Il nous convient d’envisager à ce point de la réflexion comment Chaplin nous suggère que l’unité de Charlot commence à être menacée. Avoir choisi de réaliser The Circus, c’est vouloir se reposer la question qu’il n’a cessé d’aborder au cours de sa carrière des rapports de l’artiste et de son public. Rien d’étonnant qu’elle se présente une nouvelle fois au moment de la révolution cinématographique du parlant qui fragilise l’acteur de cinéma muet. Elle n’est pas non plus sans préfigurer douloureusement la mise à nu de Limelight.
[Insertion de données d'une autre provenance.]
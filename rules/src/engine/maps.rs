//! Game maps: initial board layout and the per-turn board updater.

use super::board::{BoardState, Point, Snake};
use super::error::{ConfigurationError, RulesResult};
use super::rng::GameRng;
use super::royale::royale_hazards;
use super::settings::Settings;
use super::stages::place_food_randomly;

pub const MAP_STANDARD: &str = "standard";
pub const MAP_EMPTY: &str = "empty";
pub const MAP_ROYALE: &str = "royale";

pub const MAP_IDS: [&str; 3] = [MAP_STANDARD, MAP_EMPTY, MAP_ROYALE];

/// Board sizes with hand-picked start positions.
const FIXED_START_SIZES: [i32; 3] = [7, 11, 19];

pub trait GameMap: Send + Sync {
    fn id(&self) -> &'static str;

    /// Build the turn 0 board for the given snakes.
    fn setup_board(
        &self,
        width: i32,
        height: i32,
        settings: &Settings,
        snake_ids: &[String],
    ) -> RulesResult<BoardState>;

    /// Called once after every turn has been resolved.
    fn update_board(&self, _board: &mut BoardState, _settings: &Settings) -> RulesResult<()> {
        Ok(())
    }
}

pub fn get_map(id: &str) -> Result<Box<dyn GameMap>, ConfigurationError> {
    match id {
        MAP_STANDARD => Ok(Box::new(StandardMap)),
        MAP_EMPTY => Ok(Box::new(EmptyMap)),
        MAP_ROYALE => Ok(Box::new(RoyaleMap)),
        other => Err(ConfigurationError::UnknownMap(other.to_string())),
    }
}

#[derive(Debug, Clone, Copy)]
pub struct StandardMap;

impl GameMap for StandardMap {
    fn id(&self) -> &'static str {
        MAP_STANDARD
    }

    fn setup_board(
        &self,
        width: i32,
        height: i32,
        settings: &Settings,
        snake_ids: &[String],
    ) -> RulesResult<BoardState> {
        let mut rng = settings.rng(0);
        let mut board = BoardState::new(width, height);

        place_snakes(&mut rng, &mut board, snake_ids)?;
        place_starting_food(&mut rng, &mut board);

        Ok(board)
    }
}

#[derive(Debug, Clone, Copy)]
pub struct EmptyMap;

impl GameMap for EmptyMap {
    fn id(&self) -> &'static str {
        MAP_EMPTY
    }

    fn setup_board(
        &self,
        width: i32,
        height: i32,
        settings: &Settings,
        snake_ids: &[String],
    ) -> RulesResult<BoardState> {
        let mut rng = settings.rng(0);
        let mut board = BoardState::new(width, height);

        place_snakes(&mut rng, &mut board, snake_ids)?;

        Ok(board)
    }
}

/// Standard layout with a shrinking hazard border.
#[derive(Debug, Clone, Copy)]
pub struct RoyaleMap;

impl GameMap for RoyaleMap {
    fn id(&self) -> &'static str {
        MAP_ROYALE
    }

    fn setup_board(
        &self,
        width: i32,
        height: i32,
        settings: &Settings,
        snake_ids: &[String],
    ) -> RulesResult<BoardState> {
        let board = StandardMap.setup_board(width, height, settings, snake_ids)?;
        // Reject a bad shrink interval before the game starts
        royale_hazards(width, height, 0, settings)?;
        Ok(board)
    }

    fn update_board(&self, board: &mut BoardState, settings: &Settings) -> RulesResult<()> {
        board.hazards = royale_hazards(board.width, board.height, board.turn, settings)?;
        Ok(())
    }
}

fn is_fixed_size(board: &BoardState) -> bool {
    board.width == board.height && FIXED_START_SIZES.contains(&board.width)
}

fn place_snakes(
    rng: &mut GameRng,
    board: &mut BoardState,
    snake_ids: &[String],
) -> Result<(), ConfigurationError> {
    let starts = if is_fixed_size(board) {
        fixed_starts(rng, board)
    } else {
        random_starts(rng, board)
    };

    if snake_ids.len() > starts.len() {
        return Err(ConfigurationError::TooManySnakes {
            width: board.width,
            height: board.height,
            max: starts.len(),
            requested: snake_ids.len(),
        });
    }

    board.snakes = snake_ids
        .iter()
        .zip(starts)
        .map(|(id, start)| Snake::new(id.clone(), start))
        .collect();

    Ok(())
}

/// Corners first, then edge midpoints, each group shuffled.
fn fixed_starts(rng: &mut GameRng, board: &BoardState) -> Vec<Point> {
    let (min, mid, max) = (1, (board.width - 1) / 2, board.width - 2);

    let mut corners = vec![
        Point::new(min, min),
        Point::new(min, max),
        Point::new(max, min),
        Point::new(max, max),
    ];
    let mut edges = vec![
        Point::new(min, mid),
        Point::new(mid, min),
        Point::new(mid, max),
        Point::new(max, mid),
    ];
    rng.shuffle(&mut corners);
    rng.shuffle(&mut edges);

    corners.extend(edges);
    corners
}

/// Random cells on even parity, so no two heads can meet on the first move.
fn random_starts(rng: &mut GameRng, board: &BoardState) -> Vec<Point> {
    let mut cells: Vec<Point> = board
        .unoccupied_points()
        .into_iter()
        .filter(|p| (p.x + p.y) % 2 == 0)
        .collect();
    rng.shuffle(&mut cells);
    cells
}

fn place_starting_food(rng: &mut GameRng, board: &mut BoardState) {
    if !is_fixed_size(board) {
        let count = board.snakes.len();
        place_food_randomly(rng, board, count);
        return;
    }

    let center = Point::new((board.width - 1) / 2, (board.height - 1) / 2);
    let last = board.width - 1;
    let is_corner = |p: &Point| (p.x == 0 || p.x == last) && (p.y == 0 || p.y == last);

    let heads: Vec<Point> = board.snakes.iter().filter_map(Snake::head).collect();
    for head in heads {
        let free = board.unoccupied_points();
        let candidates: Vec<Point> = [(-1, -1), (-1, 1), (1, -1), (1, 1)]
            .into_iter()
            .map(|(dx, dy)| Point::new(head.x + dx, head.y + dy))
            .filter(|p| *p != center && !is_corner(p) && free.contains(p))
            .collect();

        if let Some(&food) = rng.choose(&candidates) {
            board.food.push(food);
        }
    }

    if board.unoccupied_points().contains(&center) {
        board.food.push(center);
    }
}
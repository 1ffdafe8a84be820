pub mod routes;
pub mod state;
pub mod types;

use axum::{
    Router,
    routing::{get, post},
};
use std::net::SocketAddr;

pub use state::{GameRecord, MockSnakeState, Strategy};

/// Create the mock snake router
pub fn create_router(state: MockSnakeState) -> Router {
    Router::new()
        .route("/", get(routes::metadata))
        .route("/start", post(routes::start))
        .route("/move", post(routes::make_move))
        .route("/end", post(routes::end))
        .with_state(state)
}

/// Run the mock snake on the specified port
pub async fn run_server(port: u16, state: MockSnakeState) -> color_eyre::Result<()> {
    let app = create_router(state);
    let listener = tokio::net::TcpListener::bind(format!("0.0.0.0:{}", port)).await?;
    tracing::info!("Mock snake running on port {}", port);
    axum::serve(listener, app).await?;
    Ok(())
}

/// Serve the mock on a free local port in the background.
///
/// Returns the address it is listening on. The server lives as long as the
/// tokio runtime.
pub async fn spawn(state: MockSnakeState) -> color_eyre::Result<SocketAddr> {
    let listener = tokio::net::TcpListener::bind("127.0.0.1:0").await?;
    let addr = listener.local_addr()?;
    let app = create_router(state);

    tokio::spawn(async move {
        if let Err(e) = axum::serve(listener, app).await {
            tracing::error!(error = %e, "Mock snake server failed");
        }
    });

    Ok(addr)
}
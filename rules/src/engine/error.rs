//! Error types for the rules engine.
//!
//! Every error is fatal to the game it happens in. The two kinds exist so a
//! driver can tell a bad setup (`Configuration`) from a broken invariant
//! discovered mid-turn (`Consistency`).

/// Problems with how a game or pipeline was put together.
#[derive(Debug, Clone, PartialEq, Eq, thiserror::Error)]
pub enum ConfigurationError {
    #[error("unknown pipeline stage '{0}'")]
    UnknownStage(String),

    #[error("pipeline has no stages")]
    EmptyPipeline,

    #[error("unknown game type '{0}'")]
    UnknownGameType(String),

    #[error("unknown map '{0}'")]
    UnknownMap(String),

    #[error("invalid value '{value}' for setting '{name}': {reason}")]
    InvalidSetting {
        name: String,
        value: String,
        reason: String,
    },

    #[error("board {width}x{height} has room for at most {max} snakes, got {requested}")]
    TooManySnakes {
        width: i32,
        height: i32,
        max: usize,
        requested: usize,
    },
}

/// An invariant the pipeline relies on was found broken.
#[derive(Debug, Clone, PartialEq, Eq, thiserror::Error)]
pub enum ConsistencyFault {
    #[error("snake '{snake_id}' has a zero-length body")]
    ZeroLengthSnake { snake_id: String },

    #[error("snake '{snake_id}' was eliminated by collision but eliminated_by is not set")]
    MissingCulprit { snake_id: String },
}

#[derive(Debug, Clone, PartialEq, Eq, thiserror::Error)]
pub enum RulesError {
    #[error("configuration error: {0}")]
    Configuration(#[from] ConfigurationError),

    #[error("consistency fault: {0}")]
    Consistency(#[from] ConsistencyFault),
}

impl RulesError {
    pub fn is_configuration(&self) -> bool {
        matches!(self, RulesError::Configuration(_))
    }

    pub fn is_consistency(&self) -> bool {
        matches!(self, RulesError::Consistency(_))
    }
}

pub type RulesResult<T> = Result<T, RulesError>;
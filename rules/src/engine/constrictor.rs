//! Constrictor: no food, full health forever, and every snake keeps its trail.

use super::board::{BoardState, SNAKE_MAX_HEALTH, SnakeMove};
use super::error::RulesResult;
use super::settings::Settings;
use super::stages::is_initialization;

pub fn grow_snakes_constrictor(
    board: &mut BoardState,
    settings: &Settings,
    moves: &[SnakeMove],
) -> RulesResult<bool> {
    if is_initialization(board, settings, moves) {
        return Ok(false);
    }

    constrict(board);
    Ok(false)
}

/// Clear the food and top up every living snake.
///
/// A snake only grows once its tail has moved off the previous tail cell, so
/// a freshly stacked snake isn't stretched before its first move.
pub fn constrict(board: &mut BoardState) {
    board.food.clear();

    for snake in board.snakes.iter_mut().filter(|s| !s.is_eliminated()) {
        snake.health = SNAKE_MAX_HEALTH;

        let len = snake.body.len();
        if len >= 2 && snake.body[len - 1] != snake.body[len - 2] {
            snake.grow();
        }
    }
}

#[cfg(test)]
mod tests {
    use super::*;
    use crate::engine::board::{EliminationCause, Point, Snake};
    use crate::engine::Direction;

    #[test]
    fn test_constrict_grows_moving_snakes() {
        let mut board = BoardState::new(7, 7);
        board.food = vec![Point::new(3, 3)];
        let mut moving = Snake::with_body("a", vec![Point::new(1, 2), Point::new(1, 1)]);
        moving.health = 40;
        board.snakes = vec![moving, Snake::new("b", Point::new(5, 5))];

        grow_snakes_constrictor(&mut board, &Settings::default(), &[SnakeMove::new("a", Direction::Up)])
            .unwrap();

        assert!(board.food.is_empty());
        assert_eq!(board.snakes[0].health, 100);
        assert_eq!(
            board.snakes[0].body,
            vec![Point::new(1, 2), Point::new(1, 1), Point::new(1, 1)]
        );
        assert_eq!(board.snakes[1].body.len(), 3);
    }

    #[test]
    fn test_constrict_leaves_eliminated_snakes_alone() {
        let mut board = BoardState::new(7, 7);
        let mut dead = Snake::with_body("a", vec![Point::new(1, 2), Point::new(1, 1)]);
        dead.health = 0;
        dead.eliminate(EliminationCause::OutOfHealth, "", 3);
        board.snakes = vec![dead.clone()];

        constrict(&mut board);

        assert_eq!(board.snakes[0], dead);
    }
}
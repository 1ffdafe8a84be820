use color_eyre::eyre::Context as _;
use serde::{Deserialize, Serialize};
use std::path::{Path, PathBuf};

const CONFIG_DIR: &str = "snake-rules";
const CONFIG_FILE: &str = "config.toml";

pub const DEFAULT_TIMEOUT_MS: u64 = 500;
pub const DEFAULT_BOARD_SIZE: i32 = 11;
pub const DEFAULT_GAME_TYPE: &str = "standard";
pub const DEFAULT_MAP: &str = "standard";
pub const DEFAULT_FOOD_SPAWN_CHANCE: i32 = 15;
pub const DEFAULT_MINIMUM_FOOD: i32 = 1;
pub const DEFAULT_HAZARD_DAMAGE_PER_TURN: i32 = 14;
pub const DEFAULT_SHRINK_EVERY_N_TURNS: i32 = 25;

#[derive(Debug, Default, Clone, PartialEq, Eq, Serialize, Deserialize)]
pub struct CliConfig {
    #[serde(default)]
    pub defaults: PlayDefaults,
}

/// Values `snake play` falls back to when a flag is not given.
#[derive(Debug, Default, Clone, PartialEq, Eq, Serialize, Deserialize)]
#[serde(deny_unknown_fields)]
pub struct PlayDefaults {
    pub timeout_ms: Option<u64>,
    pub game_type: Option<String>,
    pub map: Option<String>,
    pub width: Option<i32>,
    pub height: Option<i32>,
    pub food_spawn_chance: Option<i32>,
    pub minimum_food: Option<i32>,
    pub hazard_damage_per_turn: Option<i32>,
    pub shrink_every_n_turns: Option<i32>,
}

impl PlayDefaults {
    pub fn timeout_ms(&self) -> u64 {
        self.timeout_ms.unwrap_or(DEFAULT_TIMEOUT_MS)
    }

    pub fn game_type(&self) -> &str {
        self.game_type.as_deref().unwrap_or(DEFAULT_GAME_TYPE)
    }

    pub fn map(&self) -> &str {
        self.map.as_deref().unwrap_or(DEFAULT_MAP)
    }

    pub fn width(&self) -> i32 {
        self.width.unwrap_or(DEFAULT_BOARD_SIZE)
    }

    pub fn height(&self) -> i32 {
        self.height.unwrap_or(DEFAULT_BOARD_SIZE)
    }

    pub fn food_spawn_chance(&self) -> i32 {
        self.food_spawn_chance.unwrap_or(DEFAULT_FOOD_SPAWN_CHANCE)
    }

    pub fn minimum_food(&self) -> i32 {
        self.minimum_food.unwrap_or(DEFAULT_MINIMUM_FOOD)
    }

    pub fn hazard_damage_per_turn(&self) -> i32 {
        self.hazard_damage_per_turn
            .unwrap_or(DEFAULT_HAZARD_DAMAGE_PER_TURN)
    }

    pub fn shrink_every_n_turns(&self) -> i32 {
        self.shrink_every_n_turns
            .unwrap_or(DEFAULT_SHRINK_EVERY_N_TURNS)
    }
}

impl CliConfig {
    /// Get the config directory path (~/.config/snake-rules on Linux)
    pub fn config_dir() -> color_eyre::Result<PathBuf> {
        let config_dir = dirs::config_dir()
            .ok_or_else(|| color_eyre::eyre::eyre!("Could not find config directory"))?
            .join(CONFIG_DIR);
        Ok(config_dir)
    }

    pub fn config_path() -> color_eyre::Result<PathBuf> {
        Ok(Self::config_dir()?.join(CONFIG_FILE))
    }

    /// Load the user's config, or the built-in defaults if there is none
    pub fn load() -> color_eyre::Result<Self> {
        match Self::config_path() {
            Ok(path) => Self::load_from(&path),
            // No home directory (e.g. a bare container): nothing to load
            Err(_) => Ok(Self::default()),
        }
    }

    pub fn load_from(path: &Path) -> color_eyre::Result<Self> {
        if !path.exists() {
            return Ok(Self::default());
        }

        let contents = std::fs::read_to_string(path)
            .wrap_err_with(|| format!("Failed to read config file: {}", path.display()))?;

        let config: Self = toml::from_str(&contents)
            .wrap_err_with(|| format!("Failed to parse config file: {}", path.display()))?;

        tracing::debug!(path = %path.display(), "Loaded config file");
        Ok(config)
    }
}
use clap::{Parser, Subcommand};
use color_eyre::eyre::eyre;
use tracing_subscriber::{EnvFilter, layer::SubscriberExt, util::SubscriberInitExt};

use snake_rules::cli::config::DEFAULT_SHRINK_EVERY_N_TURNS;
use snake_rules::cli::output::{OutputFormat, print_outcome};
use snake_rules::cli::play::{PlayArgs, play};
use snake_rules::engine::settings::{PARAM_GAME_TYPE, PARAM_SHRINK_EVERY_N_TURNS};
use snake_rules::engine::{Ruleset, RulesetBuilder, get_map, maps::MAP_IDS, ruleset::GAME_TYPES};

#[derive(Parser)]
#[command(name = "snake")]
#[command(about = "Run Battlesnake games locally", long_about = None)]
struct Cli {
    #[command(subcommand)]
    command: Commands,
}

#[derive(Subcommand)]
enum Commands {
    /// Play a game against one or more snakes
    Play(PlayArgs),
    /// List the game types and maps that can be played
    List,
}

#[tokio::main]
async fn main() -> color_eyre::Result<()> {
    color_eyre::install()?;

    let cli = Cli::parse();

    let debug_requests = matches!(&cli.command, Commands::Play(args) if args.debug_requests);
    init_tracing(debug_requests)?;

    match cli.command {
        Commands::Play(args) => {
            // Reject a bad --format before playing a whole game
            let format = OutputFormat::from_flag(args.format.as_deref()).map_err(|e| eyre!(e))?;
            let outcome = play(&args).await?;
            print_outcome(&outcome, format)?;
        }
        Commands::List => list(),
    }

    Ok(())
}

// Logs go to stderr so stdout only carries the summary
fn init_tracing(debug_requests: bool) -> color_eyre::Result<()> {
    let mut filter =
        EnvFilter::try_from_default_env().unwrap_or_else(|_| EnvFilter::new("snake_rules=info"));
    if debug_requests {
        filter = filter.add_directive("snake_rules::snake_client=debug".parse()?);
    }

    tracing_subscriber::registry()
        .with(filter)
        .with(tracing_subscriber::fmt::layer().with_writer(std::io::stderr))
        .init();

    Ok(())
}

fn list() {
    println!("Game types:");
    for game_type in GAME_TYPES {
        let stages = RulesetBuilder::new()
            .with_param(PARAM_GAME_TYPE, game_type)
            .with_param(PARAM_SHRINK_EVERY_N_TURNS, DEFAULT_SHRINK_EVERY_N_TURNS.to_string())
            .build()
            .map(|ruleset| ruleset.stages().join(", "))
            .unwrap_or_default();
        println!("  {game_type}: {stages}");
    }

    println!("Maps:");
    for id in MAP_IDS.iter().filter(|id| get_map(id).is_ok()) {
        println!("  {id}");
    }
}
The Circus pose en profondeur la question de l’acteur comique et de la pantomime. Si, comme nous l’avons étudié dans la première partie, les seuls gags recevables par le public, c’est - à - dire ceux qui déclenchent le rire, sont impromptus, dus au hasard des circonstances, il n’en reste pas moins que ceux issus des slapsticks ne font plus recette. Plusieurs séquences sont à retenir pour débattre de ce point.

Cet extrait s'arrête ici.